START DATA TO USE

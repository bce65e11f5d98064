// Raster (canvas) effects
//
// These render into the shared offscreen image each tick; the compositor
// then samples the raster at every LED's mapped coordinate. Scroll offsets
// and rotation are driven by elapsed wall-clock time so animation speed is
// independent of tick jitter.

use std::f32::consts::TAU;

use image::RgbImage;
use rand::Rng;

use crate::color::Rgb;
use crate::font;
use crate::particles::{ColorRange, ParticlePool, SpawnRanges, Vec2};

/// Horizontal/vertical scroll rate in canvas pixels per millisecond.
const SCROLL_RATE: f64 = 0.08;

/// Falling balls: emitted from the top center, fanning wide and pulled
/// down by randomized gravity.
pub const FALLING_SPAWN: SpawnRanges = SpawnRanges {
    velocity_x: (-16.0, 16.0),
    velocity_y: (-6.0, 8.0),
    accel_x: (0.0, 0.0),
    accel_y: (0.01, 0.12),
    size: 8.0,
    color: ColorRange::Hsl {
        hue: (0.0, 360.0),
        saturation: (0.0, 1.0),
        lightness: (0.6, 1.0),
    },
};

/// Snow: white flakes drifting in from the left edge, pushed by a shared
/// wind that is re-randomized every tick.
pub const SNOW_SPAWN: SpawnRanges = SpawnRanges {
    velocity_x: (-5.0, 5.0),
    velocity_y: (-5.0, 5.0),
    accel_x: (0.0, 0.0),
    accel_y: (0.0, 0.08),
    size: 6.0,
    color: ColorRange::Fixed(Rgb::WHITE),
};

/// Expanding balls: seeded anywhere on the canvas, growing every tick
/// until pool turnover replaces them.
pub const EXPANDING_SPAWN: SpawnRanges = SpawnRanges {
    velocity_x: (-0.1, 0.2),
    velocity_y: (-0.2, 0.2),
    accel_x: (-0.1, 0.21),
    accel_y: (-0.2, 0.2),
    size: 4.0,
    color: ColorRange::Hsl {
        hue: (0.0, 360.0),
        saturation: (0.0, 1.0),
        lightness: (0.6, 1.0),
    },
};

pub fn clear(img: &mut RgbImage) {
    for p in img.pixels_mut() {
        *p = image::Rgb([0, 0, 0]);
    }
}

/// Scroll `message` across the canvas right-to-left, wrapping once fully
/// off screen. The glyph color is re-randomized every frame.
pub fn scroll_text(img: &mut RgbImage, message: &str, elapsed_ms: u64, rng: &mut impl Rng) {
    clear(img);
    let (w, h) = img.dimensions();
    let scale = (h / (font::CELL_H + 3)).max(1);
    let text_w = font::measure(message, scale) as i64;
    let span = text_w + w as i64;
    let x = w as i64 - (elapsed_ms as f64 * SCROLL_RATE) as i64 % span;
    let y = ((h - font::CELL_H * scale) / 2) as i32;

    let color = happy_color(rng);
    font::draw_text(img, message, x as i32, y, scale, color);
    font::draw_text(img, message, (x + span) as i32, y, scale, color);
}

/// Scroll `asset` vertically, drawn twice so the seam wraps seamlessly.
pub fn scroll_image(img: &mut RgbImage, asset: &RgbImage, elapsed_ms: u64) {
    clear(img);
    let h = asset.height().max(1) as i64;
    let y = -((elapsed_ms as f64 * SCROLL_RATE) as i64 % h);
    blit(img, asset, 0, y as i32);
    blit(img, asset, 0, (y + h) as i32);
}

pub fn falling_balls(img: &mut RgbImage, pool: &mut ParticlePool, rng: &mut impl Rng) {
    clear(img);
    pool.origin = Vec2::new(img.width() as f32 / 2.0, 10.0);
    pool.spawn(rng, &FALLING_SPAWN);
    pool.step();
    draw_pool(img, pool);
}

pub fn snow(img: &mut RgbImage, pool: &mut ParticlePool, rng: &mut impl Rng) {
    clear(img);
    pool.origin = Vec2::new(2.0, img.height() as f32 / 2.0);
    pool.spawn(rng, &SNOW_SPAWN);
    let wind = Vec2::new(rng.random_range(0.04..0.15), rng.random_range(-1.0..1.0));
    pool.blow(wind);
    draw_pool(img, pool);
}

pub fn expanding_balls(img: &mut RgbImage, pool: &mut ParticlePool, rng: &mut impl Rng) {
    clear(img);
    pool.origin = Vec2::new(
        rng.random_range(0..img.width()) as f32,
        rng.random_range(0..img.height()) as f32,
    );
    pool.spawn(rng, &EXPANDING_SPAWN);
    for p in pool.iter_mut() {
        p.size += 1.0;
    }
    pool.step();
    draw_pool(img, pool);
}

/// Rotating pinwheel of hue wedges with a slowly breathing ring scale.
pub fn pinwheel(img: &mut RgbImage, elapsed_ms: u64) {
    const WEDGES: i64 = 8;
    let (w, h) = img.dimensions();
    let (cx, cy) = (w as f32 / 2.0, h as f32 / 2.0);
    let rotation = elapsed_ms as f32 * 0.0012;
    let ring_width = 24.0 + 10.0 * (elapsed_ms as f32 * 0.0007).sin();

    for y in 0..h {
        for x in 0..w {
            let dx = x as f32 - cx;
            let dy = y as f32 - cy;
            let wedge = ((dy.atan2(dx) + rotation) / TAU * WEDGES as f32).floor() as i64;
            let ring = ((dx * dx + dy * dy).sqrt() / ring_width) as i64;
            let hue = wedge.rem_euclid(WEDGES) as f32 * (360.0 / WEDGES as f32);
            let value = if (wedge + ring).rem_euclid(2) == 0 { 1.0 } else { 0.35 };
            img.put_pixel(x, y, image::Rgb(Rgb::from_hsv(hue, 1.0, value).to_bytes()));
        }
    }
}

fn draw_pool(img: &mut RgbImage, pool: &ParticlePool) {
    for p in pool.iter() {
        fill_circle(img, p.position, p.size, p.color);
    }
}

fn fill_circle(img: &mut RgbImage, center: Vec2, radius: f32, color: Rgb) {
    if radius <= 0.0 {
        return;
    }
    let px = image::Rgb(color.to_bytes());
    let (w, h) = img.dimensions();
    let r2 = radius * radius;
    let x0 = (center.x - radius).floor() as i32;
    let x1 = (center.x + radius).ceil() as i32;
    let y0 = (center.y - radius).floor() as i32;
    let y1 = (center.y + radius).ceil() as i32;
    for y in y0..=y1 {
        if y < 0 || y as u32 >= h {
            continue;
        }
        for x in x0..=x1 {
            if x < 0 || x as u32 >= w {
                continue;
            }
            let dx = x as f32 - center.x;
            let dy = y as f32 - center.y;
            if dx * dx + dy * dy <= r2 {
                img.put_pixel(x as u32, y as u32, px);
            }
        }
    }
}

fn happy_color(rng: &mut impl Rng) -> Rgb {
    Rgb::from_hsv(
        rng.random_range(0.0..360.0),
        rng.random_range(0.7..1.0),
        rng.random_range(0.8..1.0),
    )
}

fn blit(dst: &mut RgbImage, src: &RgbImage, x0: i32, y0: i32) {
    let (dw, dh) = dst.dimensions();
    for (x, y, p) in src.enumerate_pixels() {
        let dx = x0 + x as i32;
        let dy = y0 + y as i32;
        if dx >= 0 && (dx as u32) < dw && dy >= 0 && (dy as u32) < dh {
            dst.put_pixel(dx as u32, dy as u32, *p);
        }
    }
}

END DATA TO USE

● WHAT NEEDS TO BE DONE: Return, word for word, every line from the top of the entries down to the line that holds "animation speed is", both included.

● REPLY TO THE TASK:
repository bce65e11f5d98064
// Raster (canvas) effects
//
// These render into the shared offscreen image each tick; the compositor
// then samples the raster at every LED's mapped coordinate. Scroll offsets
// and rotation are driven by elapsed wall-clock time so animation speed is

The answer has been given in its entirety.